Two years after the "Memorable Murder" of the title, poet Celia Thaxter records the story of this double (almost-triple) homicide that took place on the Isles of Shoals, off New Hampshire. As she says in the first paragraph,
The sickening details of the double murder are well known; the news papers teemed with them for months: but the pathos of the story is not realized...Which is a pretty good sign that she's going to fill her 25-page account with pathos. Since today's readers don't usually agree with what the 19th-century considered acceptable levels of sentimentality, I thought this piece was going to be a painful slog, notable more for the story and for the historical tangents that come off this story.
In those regards, Thaxter does not disappoint. The story of the murder is very interesting, with Louis Wagner invading this island home when he knows the men will be away, but failing to kill the third woman, who escapes into the cold with her dog; though she at first has trouble getting the attention of workmen on another island. (Moral: don't live on islands.) Thaxter doesn't dwell on it, but it's chilling to read of Louis Wagner eating some food in the dead women's kitchen, all so he has energy to row back to the mainland.

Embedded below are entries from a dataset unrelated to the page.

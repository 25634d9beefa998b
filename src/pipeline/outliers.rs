//! Capping of physically impossible values
//!
//! Age outside the adult range is almost always a data-entry error, so it is
//! replaced by the median of the plausible ages seen at fit time. Bank account
//! counts are hard-capped to a conservative consumer range.

use anyhow::Result;
use polars::prelude::*;
use serde::{Deserialize, Serialize};

use super::columns::{float_values, has_column, put_float_column, AGE, NUM_BANK_ACCOUNTS};
use super::stats::median;

/// Youngest plausible applicant age (inclusive)
pub const AGE_MIN: f64 = 18.0;

/// Oldest plausible applicant age (inclusive)
pub const AGE_MAX: f64 = 100.0;

/// Upper bound on the number of bank accounts
pub const MAX_BANK_ACCOUNTS: f64 = 20.0;

/// Replacement age when the fit batch has no in-range ages
pub const DEFAULT_MEDIAN_AGE: f64 = 30.0;

/// Bounds used by the capper before it has seen any data
#[derive(Debug, Clone, Copy, PartialEq, Serialize, Deserialize)]
pub struct OutlierCapper {
    pub age_min: f64,
    pub age_max: f64,
    pub max_bank_accounts: f64,
    pub default_median_age: f64,
}

impl Default for OutlierCapper {
    fn default() -> Self {
        Self {
            age_min: AGE_MIN,
            age_max: AGE_MAX,
            max_bank_accounts: MAX_BANK_ACCOUNTS,
            default_median_age: DEFAULT_MEDIAN_AGE,
        }
    }
}

impl OutlierCapper {
    /// Learn the median of in-range ages. Expects `Age` to be numeric already.
    pub(crate) fn fit(&self, df: &DataFrame) -> Result<FittedOutlierCapper> {
        let mut median_age = self.default_median_age;

        if has_column(df, AGE) {
            let in_range = float_values(df, AGE)?
                .into_iter()
                .filter(|age| matches!(age, Some(a) if *a >= self.age_min && *a <= self.age_max));

            match median(in_range) {
                Some(m) => median_age = m,
                None => log::warn!(
                    "No ages within [{}, {}]; using default median age {}",
                    self.age_min,
                    self.age_max,
                    self.default_median_age
                ),
            }
        }

        Ok(FittedOutlierCapper {
            bounds: *self,
            median_age,
        })
    }
}

/// Outlier capper with its learned median age
#[derive(Debug, Clone, PartialEq, Serialize, Deserialize)]
pub struct FittedOutlierCapper {
    bounds: OutlierCapper,
    median_age: f64,
}

impl FittedOutlierCapper {
    pub fn median_age(&self) -> f64 {
        self.median_age
    }

    /// Replace out-of-range ages and clamp bank account counts.
    ///
    /// A null age is not out of range and stays null.
    pub(crate) fn transform(&self, df: &DataFrame) -> Result<DataFrame> {
        let mut out = df.clone();
        let b = &self.bounds;

        if has_column(df, AGE) {
            let ages = float_values(df, AGE)?
                .into_iter()
                .map(|age| {
                    age.map(|a| {
                        if a < b.age_min || a > b.age_max {
                            self.median_age
                        } else {
                            a
                        }
                    })
                })
                .collect();
            put_float_column(&mut out, AGE, ages)?;
        }

        if has_column(df, NUM_BANK_ACCOUNTS) {
            let accounts = float_values(df, NUM_BANK_ACCOUNTS)?
                .into_iter()
                .map(|count| {
                    count.map(|c| {
                        if c > b.max_bank_accounts {
                            b.max_bank_accounts
                        } else if c < 0.0 {
                            0.0
                        } else {
                            c
                        }
                    })
                })
                .collect();
            put_float_column(&mut out, NUM_BANK_ACCOUNTS, accounts)?;
        }

        Ok(out)
    }
}
//! Stratified train/test split

use rand::rngs::StdRng;
use rand::seq::SliceRandom;
use rand::SeedableRng;

use super::target::CreditClass;

/// Row indices of the two halves of a split, each sorted ascending
#[derive(Debug, Clone, PartialEq, Eq)]
pub struct SplitIndices {
    pub train: Vec<usize>,
    pub test: Vec<usize>,
}

/// Split rows so every class keeps (to the nearest row) the same share in
/// the test set. Deterministic for a given `seed`.
pub fn stratified_split(labels: &[CreditClass], test_size: f64, seed: u64) -> SplitIndices {
    let mut rng = StdRng::seed_from_u64(seed);
    let mut train = Vec::with_capacity(labels.len());
    let mut test = Vec::new();

    for class in CreditClass::ALL {
        let mut members: Vec<usize> = labels
            .iter()
            .enumerate()
            .filter(|(_, label)| **label == class)
            .map(|(i, _)| i)
            .collect();

        if members.is_empty() {
            continue;
        }

        members.shuffle(&mut rng);

        let n_test = ((members.len() as f64) * test_size).round() as usize;
        let n_test = n_test.min(members.len());

        test.extend_from_slice(&members[..n_test]);
        train.extend_from_slice(&members[n_test..]);
    }

    train.sort_unstable();
    test.sort_unstable();

    SplitIndices { train, test }
}
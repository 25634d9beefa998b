//! Request and response types of the prediction service

use anyhow::Result;
use polars::prelude::*;
use serde::{Deserialize, Serialize};

use crate::pipeline::target::{CreditClass, RiskTier};

/// A numeric field that may arrive as a number or as polluted text (`"23_"`)
#[derive(Debug, Clone, PartialEq, Serialize, Deserialize)]
#[serde(untagged)]
pub enum DirtyNumber {
    Number(f64),
    Text(String),
}

impl DirtyNumber {
    /// Text handed to the numeric cleaner
    pub fn as_text(&self) -> String {
        match self {
            DirtyNumber::Number(n) => n.to_string(),
            DirtyNumber::Text(s) => s.clone(),
        }
    }
}

impl From<f64> for DirtyNumber {
    fn from(value: f64) -> Self {
        DirtyNumber::Number(value)
    }
}

impl From<&str> for DirtyNumber {
    fn from(value: &str) -> Self {
        DirtyNumber::Text(value.to_string())
    }
}

/// One applicant. Every field is required.
#[derive(Debug, Clone, PartialEq, Serialize, Deserialize)]
pub struct CreditApplication {
    #[serde(rename = "Age")]
    pub age: DirtyNumber,
    #[serde(rename = "Occupation")]
    pub occupation: String,
    #[serde(rename = "Annual_Income")]
    pub annual_income: DirtyNumber,
    #[serde(rename = "Monthly_Inhand_Salary")]
    pub monthly_inhand_salary: DirtyNumber,
    #[serde(rename = "Num_Bank_Accounts")]
    pub num_bank_accounts: DirtyNumber,
    #[serde(rename = "Num_Credit_Card")]
    pub num_credit_card: DirtyNumber,
    #[serde(rename = "Interest_Rate")]
    pub interest_rate: DirtyNumber,
    #[serde(rename = "Num_of_Loan")]
    pub num_of_loan: DirtyNumber,
    #[serde(rename = "Delay_from_due_date")]
    pub delay_from_due_date: DirtyNumber,
    #[serde(rename = "Num_of_Delayed_Payment")]
    pub num_of_delayed_payment: DirtyNumber,
    #[serde(rename = "Changed_Credit_Limit")]
    pub changed_credit_limit: DirtyNumber,
    #[serde(rename = "Num_Credit_Inquiries")]
    pub num_credit_inquiries: DirtyNumber,
    #[serde(rename = "Credit_Mix")]
    pub credit_mix: String,
    #[serde(rename = "Outstanding_Debt")]
    pub outstanding_debt: DirtyNumber,
    #[serde(rename = "Credit_Utilization_Ratio")]
    pub credit_utilization_ratio: f64,
    #[serde(rename = "Payment_of_Min_Amount")]
    pub payment_of_min_amount: String,
    #[serde(rename = "Total_EMI_per_month")]
    pub total_emi_per_month: DirtyNumber,
    #[serde(rename = "Amount_invested_monthly")]
    pub amount_invested_monthly: DirtyNumber,
    #[serde(rename = "Payment_Behaviour")]
    pub payment_behaviour: String,
    #[serde(rename = "Monthly_Balance")]
    pub monthly_balance: DirtyNumber,
}

impl CreditApplication {
    /// One-row batch with the columns in field order
    pub fn to_frame(&self) -> Result<DataFrame> {
        let dirty = |name: &str, value: &DirtyNumber| Column::new(name.into(), [value.as_text()]);
        let text = |name: &str, value: &str| Column::new(name.into(), [value.to_string()]);

        let columns = vec![
            dirty("Age", &self.age),
            text("Occupation", &self.occupation),
            dirty("Annual_Income", &self.annual_income),
            dirty("Monthly_Inhand_Salary", &self.monthly_inhand_salary),
            dirty("Num_Bank_Accounts", &self.num_bank_accounts),
            dirty("Num_Credit_Card", &self.num_credit_card),
            dirty("Interest_Rate", &self.interest_rate),
            dirty("Num_of_Loan", &self.num_of_loan),
            dirty("Delay_from_due_date", &self.delay_from_due_date),
            dirty("Num_of_Delayed_Payment", &self.num_of_delayed_payment),
            dirty("Changed_Credit_Limit", &self.changed_credit_limit),
            dirty("Num_Credit_Inquiries", &self.num_credit_inquiries),
            text("Credit_Mix", &self.credit_mix),
            dirty("Outstanding_Debt", &self.outstanding_debt),
            Column::new("Credit_Utilization_Ratio".into(), [self.credit_utilization_ratio]),
            text("Payment_of_Min_Amount", &self.payment_of_min_amount),
            dirty("Total_EMI_per_month", &self.total_emi_per_month),
            dirty("Amount_invested_monthly", &self.amount_invested_monthly),
            text("Payment_Behaviour", &self.payment_behaviour),
            dirty("Monthly_Balance", &self.monthly_balance),
        ];

        Ok(DataFrame::new(columns)?)
    }
}

/// Per-class probabilities, rounded to three decimals
#[derive(Debug, Clone, Copy, PartialEq, Serialize, Deserialize)]
pub struct ClassProbabilities {
    #[serde(rename = "Good")]
    pub good: f64,
    #[serde(rename = "Standard")]
    pub standard: f64,
    #[serde(rename = "Poor")]
    pub poor: f64,
}

impl ClassProbabilities {
    /// Build from a probability vector indexed by class code
    pub fn from_codes(probs: &[f64]) -> Self {
        let at = |class: CreditClass| round3(probs.get(class.code()).copied().unwrap_or(0.0));
        Self {
            good: at(CreditClass::Good),
            standard: at(CreditClass::Standard),
            poor: at(CreditClass::Poor),
        }
    }

    pub fn total(&self) -> f64 {
        self.good + self.standard + self.poor
    }
}

#[derive(Debug, Clone, PartialEq, Serialize, Deserialize)]
pub struct PredictionResponse {
    pub credit_score: CreditClass,
    pub probability: ClassProbabilities,
    pub risk_level: RiskTier,
}

#[derive(Debug, Clone, PartialEq, Eq, Serialize, Deserialize)]
pub struct HealthStatus {
    pub status: String,
    pub model_loaded: bool,
}

fn round3(value: f64) -> f64 {
    (value * 1000.0).round() / 1000.0
}

#[cfg(test)]
mod tests {
    use super::*;

    const SAMPLE: &str = r#"{
        "Age": 34, "Occupation": "Engineer", "Annual_Income": 65000.0,
        "Monthly_Inhand_Salary": 4500.0, "Num_Bank_Accounts": 4, "Num_Credit_Card": 3,
        "Interest_Rate": 15, "Num_of_Loan": 2, "Delay_from_due_date": 5,
        "Num_of_Delayed_Payment": 1, "Changed_Credit_Limit": 1200.0,
        "Num_Credit_Inquiries": 4, "Credit_Mix": "Good", "Outstanding_Debt": 800.0,
        "Credit_Utilization_Ratio": 30.0, "Payment_of_Min_Amount": "No",
        "Total_EMI_per_month": 150.0, "Amount_invested_monthly": 80.0,
        "Payment_Behaviour": "High_spent_Small_value_payments", "Monthly_Balance": 350.0
    }"#;

    #[test]
    fn test_deserialize_sample_request() {
        let app: CreditApplication = serde_json::from_str(SAMPLE).unwrap();
        assert_eq!(app.age, DirtyNumber::Number(34.0));
        assert_eq!(app.occupation, "Engineer");
        assert_eq!(app.credit_utilization_ratio, 30.0);
    }

    #[test]
    fn test_dirty_text_accepted() {
        let json = SAMPLE.replace("\"Age\": 34", "\"Age\": \"34_\"");
        let app: CreditApplication = serde_json::from_str(&json).unwrap();
        assert_eq!(app.age, DirtyNumber::Text("34_".to_string()));
    }

    #[test]
    fn test_missing_or_null_field_rejected() {
        let missing = SAMPLE.replace("\"Occupation\": \"Engineer\",", "");
        assert!(serde_json::from_str::<CreditApplication>(&missing).is_err());

        let null = SAMPLE.replace("\"Age\": 34", "\"Age\": null");
        assert!(serde_json::from_str::<CreditApplication>(&null).is_err());
    }

    #[test]
    fn test_to_frame_layout() {
        let app: CreditApplication = serde_json::from_str(SAMPLE).unwrap();
        let df = app.to_frame().unwrap();

        assert_eq!(df.shape(), (1, 20));
        assert_eq!(df.get_column_names()[0].as_str(), "Age");
        assert_eq!(df.get_column_names()[19].as_str(), "Monthly_Balance");
        assert_eq!(df.column("Age").unwrap().dtype(), &DataType::String);
        assert_eq!(
            df.column("Credit_Utilization_Ratio").unwrap().dtype(),
            &DataType::Float64
        );
    }

    #[test]
    fn test_number_text_is_plain_decimal() {
        assert_eq!(DirtyNumber::Number(65000.0).as_text(), "65000");
        assert_eq!(DirtyNumber::Number(0.00001).as_text(), "0.00001");
    }

    #[test]
    fn test_probabilities_rounded() {
        let p = ClassProbabilities::from_codes(&[0.12345, 0.54321, 0.33334]);
        assert_eq!(p.good, 0.123);
        assert_eq!(p.standard, 0.543);
        assert_eq!(p.poor, 0.333);
    }

    #[test]
    fn test_response_serialization() {
        let response = PredictionResponse {
            credit_score: CreditClass::Poor,
            probability: ClassProbabilities {
                good: 0.1,
                standard: 0.2,
                poor: 0.7,
            },
            risk_level: RiskTier::High,
        };
        let json = serde_json::to_value(&response).unwrap();
        assert_eq!(json["credit_score"], "Poor");
        assert_eq!(json["risk_level"], "High");
        assert_eq!(json["probability"]["Poor"], 0.7);
    }
}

The historical asides are also a lot of fun, with Thaxter praising Norwegians and Swedes; and even quoting a newspaper article noting that Louis Wagner seemed very calm, even for a German.

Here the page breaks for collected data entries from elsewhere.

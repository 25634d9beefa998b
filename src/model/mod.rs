//! Model module - categorical encoding, boosted trees and the persisted artifact

pub mod artifact;
pub mod encoder;
pub mod gbdt;
pub mod matrix;

pub use artifact::*;
pub use encoder::*;
pub use gbdt::{GbdtClassifier, GbdtConfig};
pub use matrix::*;
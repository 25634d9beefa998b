//! Interactive prompts using dialoguer

use std::path::Path;

use anyhow::Result;
use dialoguer::Confirm;

/// Ask before replacing an existing model artifact. Defaults to no.
pub fn confirm_overwrite(path: &Path) -> Result<bool> {
    let confirmed = Confirm::new()
        .with_prompt(format!("{} already exists. Overwrite?", path.display()))
        .default(false)
        .interact()?;
    Ok(confirmed)
}
//! Errors returned by the prediction service

use thiserror::Error;

/// Failures the prediction service reports to callers
#[derive(Debug, Error)]
pub enum ServiceError {
    /// No fitted pipeline is loaded
    #[error("Model not loaded")]
    ModelUnavailable,

    /// The request could not be turned into features or scored.
    /// The message carries the whole context chain of `reason`.
    #[error("Invalid input: {reason:#}")]
    BadInput { reason: anyhow::Error },
}

impl ServiceError {
    pub fn bad_input(reason: anyhow::Error) -> Self {
        ServiceError::BadInput { reason }
    }
}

And Thaxter has a heavy hand when it comes to the sentimentality, giving a picture of this house's happiness before it was struck by the bolt of "ruin and desolation." The 19th-century style even allows Thaxter to name this quality, talking about the sentiment of this or the pathos of that ("Ah me, what pathos is in that longing look of women's eyes for far-off sails"). I just about reached my limit when I read that the light coming from a lighthouse was like arms reaching out to succor the travelers at sea.
And yet, for all that there's some (to our taste) overlarded sentimentality here, Thaxter keeps up the atmosphere of dread with the recurring mention of what is coming to this house. Sure, when she notes that nature itself seems to be on the murderer's side, this has a certain overdone quality... but it still effectively carries that notion of the unavoidable bad end that's coming. Thaxter's steady (and omniscient-like) recounting of every step of Louis Wagner's journey--of death!--is pretty riveting, even when that "of death!" sentimentality interrupts.
Thaxter's end to this long piece seems a fitting conclusion, a mix of sentimentality and horror, with her imagining--in that same omniscient voice--the ghosts of the dead women watching forever as the ghost of their killer searches the house for the third victim, whose evidence condemned him.
In it's way, this piece reminds me both of Jewett's Country of Pointed Firs and of Angela Carver's "The Fall River Axe Murders."